Updated: Jun 16, 2021
Last fall, the United States Customs and Border Protection seized over 3,300 pounds of hemp that was on its way to Switzerland. It has destroyed a majority of the biomass after alleging that it tested over 0.3% THC.
Months later, Customs still has the hemp that tested within the allowable THC range, and We CBD, LLC, the company that was shipping the hemp, wants it back.
We CBD files lawsuit to get its hemp back
On March 13, We CBD, LLC filed a lawsuit against the United States of America and the U.S. Customs and Border Protection. We CBD is suing federal customs and border protection to have their seized hemp returned to them.
According to media reports, Customs initially offered to give the hemp back to the company as long as the company agrees not to sue Customs for the destroyed biomass. Now, Customs reportedly claims that the remaining biomass should also be destroyed.
Federal officials have asked the federal court to dismiss the lawsuit, according to a recent Hemp Industry Daily article.
On June 7, Customs filed a separate civil lawsuit against the remaining legal hemp in their possession. In the lawsuit, Customs accuses We CBD of smuggling contraband and requests that the court forfeit the roughly 550 pounds of legal hemp that remains in their possession.
How Customs seized the hemp
On Nov. 8, 2020, We CBD shipped over 3,300 pounds of industrial hemp from Oregon to North Carolina by charter flight. The hemp was ultimately on its way to a customer in Switzerland, court documents state.
We CBD, which is licensed by the Oregon Department of Agriculture to handle and distribute hemp, had purchased the hemp from Hemp Worldwide and Zoe Therapeutics, LLC. Hemp Worldwide and Zoe Therapeutics, LLC are both licensed by the Oregon Department of Agriculture to grow hemp.
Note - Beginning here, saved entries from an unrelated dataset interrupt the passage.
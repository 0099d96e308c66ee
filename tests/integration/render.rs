use std::io::Write;

use pwa_icons::{Error, Outcome, SvgRasterizer};

use crate::{list_pngs, png_size, workdir_with_icon, ICON_SVG, WIDE_SVG};

fn generate(dir: &std::path::Path) -> (Result<Outcome, Error>, String) {
    let rasterizer = SvgRasterizer::default();
    let mut out = Vec::new();
    let res = pwa_icons::generate(dir, Some(&rasterizer), &mut out);
    (res, String::from_utf8(out).unwrap())
}

#[test]
fn generates_all_sizes() {
    let dir = workdir_with_icon(ICON_SVG);
    let (res, out) = generate(dir.path());

    let paths = match res.unwrap() {
        Outcome::Generated(paths) => paths,
        Outcome::RasterizerUnavailable => unreachable!(),
    };
    assert_eq!(paths.len(), 2);

    assert_eq!(png_size(&dir.path().join("icon-192.png")), (192, 192));
    assert_eq!(png_size(&dir.path().join("icon-512.png")), (512, 512));
    assert_eq!(list_pngs(dir.path()), ["icon-192.png", "icon-512.png"]);

    assert_eq!(
        out,
        "✓ Generated icon-192.png\n\
         ✓ Generated icon-512.png\n\
         \n\
         ✅ All icons generated successfully!\n"
    );
}

#[test]
fn overwrites_previous_output() {
    let dir = workdir_with_icon(ICON_SVG);
    std::fs::write(dir.path().join("icon-192.png"), b"stale").unwrap();

    let (first, _) = generate(dir.path());
    first.unwrap();
    let data1 = std::fs::read(dir.path().join("icon-512.png")).unwrap();

    let (second, _) = generate(dir.path());
    second.unwrap();
    let data2 = std::fs::read(dir.path().join("icon-512.png")).unwrap();

    assert_eq!(data1, data2);
    assert_eq!(png_size(&dir.path().join("icon-192.png")), (192, 192));
}

#[test]
fn non_square_source() {
    let dir = workdir_with_icon(WIDE_SVG);
    let (res, _) = generate(dir.path());
    res.unwrap();

    assert_eq!(png_size(&dir.path().join("icon-192.png")), (192, 192));
    assert_eq!(png_size(&dir.path().join("icon-512.png")), (512, 512));
}

#[test]
fn svgz_source() {
    let dir = tempfile::tempdir().unwrap();
    let file = std::fs::File::create(dir.path().join("icon.svg")).unwrap();
    let mut encoder = flate2::write::GzEncoder::new(file, flate2::Compression::default());
    encoder.write_all(ICON_SVG.as_bytes()).unwrap();
    encoder.finish().unwrap();

    let (res, _) = generate(dir.path());
    res.unwrap();

    assert_eq!(png_size(&dir.path().join("icon-512.png")), (512, 512));
}

#[test]
fn missing_source() {
    let dir = tempfile::tempdir().unwrap();
    let (res, out) = generate(dir.path());

    assert!(matches!(res, Err(Error::ReadFailed(..))));
    assert!(list_pngs(dir.path()).is_empty());
    assert!(out.is_empty());
}

#[test]
fn invalid_source() {
    let dir = workdir_with_icon("<svg");
    let (res, out) = generate(dir.path());

    assert!(matches!(res, Err(Error::ParsingFailed(..))));
    assert!(list_pngs(dir.path()).is_empty());
    assert!(!out.contains("✅"));
}

#[test]
fn binary_source() {
    let dir = tempfile::tempdir().unwrap();
    std::fs::write(dir.path().join("icon.svg"), [0xff, 0xfe, 0x00, 0x3c]).unwrap();
    let (res, _) = generate(dir.path());

    assert!(matches!(res, Err(Error::NotAnUtf8Str)));
}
The hemp also underwent all legally required testing and “was properly labeled with compliance documents attached to each item during their shipment,” court documents state. The compliance materials were also reportedly available in a separate folder that the charter flight company held.
When the carrier stopped to refuel at the Charlotte-Douglas International Airport, Customs allegedly called the North Carolina Highway Patrol to do a field test on the hemp. That field test reportedly determined that there was THC present, but could not identify what type of THC.
Customs seized 58 large duffel bags and 35 trash bags full of biomass. Later, it reportedly sent six samples from this biomass to a lab for testing. Five of the six tests reportedly came back over the allowed THC threshold, with one sample testing as high as 69%, according to court documents.
Customs and Border Protection seized roughly 2,780 pounds of hemp that allegedly contained more than 0.3% delta-9 THC. It also seized about 550 pounds of hemp that did not test above the legal threshold.
Each argues that the other failed to follow the rules
Court documents state that Customs “does not have the authority to arbitrarily detain a lawful agricultural commodity. But that is what [Customs] did here.”
The documents further explain that Customs does not have this authority because the 2018 Farm Bill amended the Controlled Substances Act definition of marijuana to exclude cannabis plants that contain 0.3% THC or less.
Federal customs officials reportedly said that We CBD was flying marijuana, not hemp, and that the biomass should be destroyed. Hemp and marijuana are both Cannabis sativa plants. The difference between the two is the amount of delta-9 THC that the plant contains.
Customs claims in its complaint that We CBD was potentially committing fraud while trying to smuggle drugs out of the country. The complaint states that most of the shipment was over the 0.3% THC threshold and that We CBD did not declare its product on the flight.
“Customs argued that We CBD loaded its chartered jet with 93 duffel bags and garbage bags filled with cannabis plants and submitted paperwork that the plane carried only crewmembers and no cargo,” Hemp industry Daily reported.
However, We CBD alleges in its complaint that Customs “intentionally authorized or directed law enforcement officers to undertake the actions that violated [We CBD’s] rights." This document also states that Customs "adhered to an unofficial custom or policy to show deliberate indifference towards the rights of hemp handlers" and "failed to adequately train the individual law enforcement officers to distinguish between industrial hemp and marihuana.”
It also claims that Customs did not follow its own rules for seizing and destroying property.
Customs “has orchestrated a strategy of delay, obfuscation, and false reassurances only to delay [We CBD] of its rights under [Customs and Border Protection] Rules and the U.S. Constitution,” states the filing.